The eval was technically watching the data. It was watching the wrong thing.
TL;DR
One of my baseball RAG checks warned when the dataset version changed. The idea was right. The contract was wrong.
I was hashing raw source files. That made the eval sensitive to private implementation details, not the thing the API promised to users. The better baseline was the compact provenance payload returned with answers.
Hash the contract. Not the accident of how the contract is built.
The original check
The project uses structured baseball data and returns answers with provenance. I wanted CI to notice when the factual base changed, because a changed data source can change answers.
The first version reached for the obvious thing: hash the underlying files.
That seems reasonable. If a CSV changes, the hash changes. If the hash changes, CI can warn that the baseline needs review.
But the raw file was not the public promise of the system. It was an input.
The user never sees the raw file bytes. The API consumer does not care whether a newline changed, a source export was normalized differently, or a loader got refactored while producing the same public evidence.
The thing users rely on is the provenance the system returns.
The problem with private truth
Tests can accidentally lock you to the wrong surface.
A raw CSV hash is easy to compute, but it answers a narrow question: did these bytes change?
The question I needed was different: did the factual contract exposed by the system change?
Those are not the same.
If I refactor loaders, reorder intermediate data, or normalize source files without changing the answer evidence, a raw-byte baseline can scream even though the system’s contract is stable.
Worse, a private hash can make the test feel rigorous while avoiding the real contract. It tells you something changed somewhere. It does not tell you whether the user-visible evidence changed in a meaningful way.
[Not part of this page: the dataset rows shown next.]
// rill/src/core/stage.rs

//! Descriptors for the intermediate stages attached to a pipeline.

use std::fmt;

/// The kind of an intermediate stage. Sequence matters: stages run in the
/// order they were attached.
#[derive(Debug, Clone, Copy, PartialEq, Eq)]
pub enum StageKind {
  Map,
  TryMap,
  Filter,
  FlatMap,
  Sorted,
  Skip(usize),
  Limit(usize),
  Peek,
}

impl fmt::Display for StageKind {
  fn fmt(&self, f: &mut fmt::Formatter<'_>) -> fmt::Result {
    match self {
      StageKind::Map => f.write_str("map"),
      StageKind::TryMap => f.write_str("try_map"),
      StageKind::Filter => f.write_str("filter"),
      StageKind::FlatMap => f.write_str("flat_map"),
      StageKind::Sorted => f.write_str("sorted"),
      StageKind::Skip(n) => write!(f, "skip({})", n),
      StageKind::Limit(n) => write!(f, "limit({})", n),
      StageKind::Peek => f.write_str("peek"),
    }
  }
}

/// Definition of one stage as recorded on the pipeline.
///
/// Only the descriptor lives here; the closure itself is folded into the
/// pipeline's traversal opener when the stage is attached. Stages are
/// immutable once attached.
#[derive(Debug, Clone, PartialEq, Eq)]
pub struct StageDef {
  /// Position of the stage in its pipeline, starting at 0.
  pub index: usize,
  pub kind: StageKind,
}
// rill/src/capability/mod.rs

//! A capability interface whose newer method carries a default behaviour, so
//! adding it did not require touching existing implementations.

pub mod definition;
pub mod functional;

pub use definition::{default_try_me_again, Capability, EMPTY_MESSAGE_RESPONSE};
pub use functional::FunctionalCapability;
That kind of test creates noise. Noise teaches people to ignore the test.
The better baseline
The fix was to build the baseline from the compact provenance payload.
That payload is closer to the public contract:
answer
source authority
dataset identity
query path
evidence rows or summaries
warnings
verification status
That is what downstream code and human readers can reason about.
If this payload changes, I want CI to force a review. Maybe the data changed. Maybe a source was upgraded. Maybe the provenance contract drifted. Any of those are worth seeing.
If an internal file changes but the payload stays the same, the eval should stay quiet.
Why this matters for AI systems
AI systems already have enough moving parts. A test suite should reduce ambiguity, not add another layer of mystery.
For generated answers, the public contract is not only the final paragraph. It is also the evidence around the paragraph: citations, provenance, verification state, warnings, and failure modes.
That is the part users need when the answer matters.
A model can make a wrong answer sound smooth. A good contract makes the system show its work anyway.
The accessibility angle
Accessible systems reduce unnecessary user burden.
When an eval watches the wrong thing, failures become hard to interpret. The maintainer has to ask, “Did anything important change, or did a private file just move around?”
That burden eventually leaks to users because noisy tests lead to weaker review habits.
A contract-level baseline is easier to explain:
- This changed because the answer evidence changed.
- This changed because a source identity changed.
- This changed because a warning or verification state changed.
That is a healthier failure.
Takeaway
A baseline is a promise about what deserves attention.
If you hash private files, you promise to care about private files. If you hash the public provenance contract, you promise to care about the behavior users actually depend on.
For this project, that was the right promise.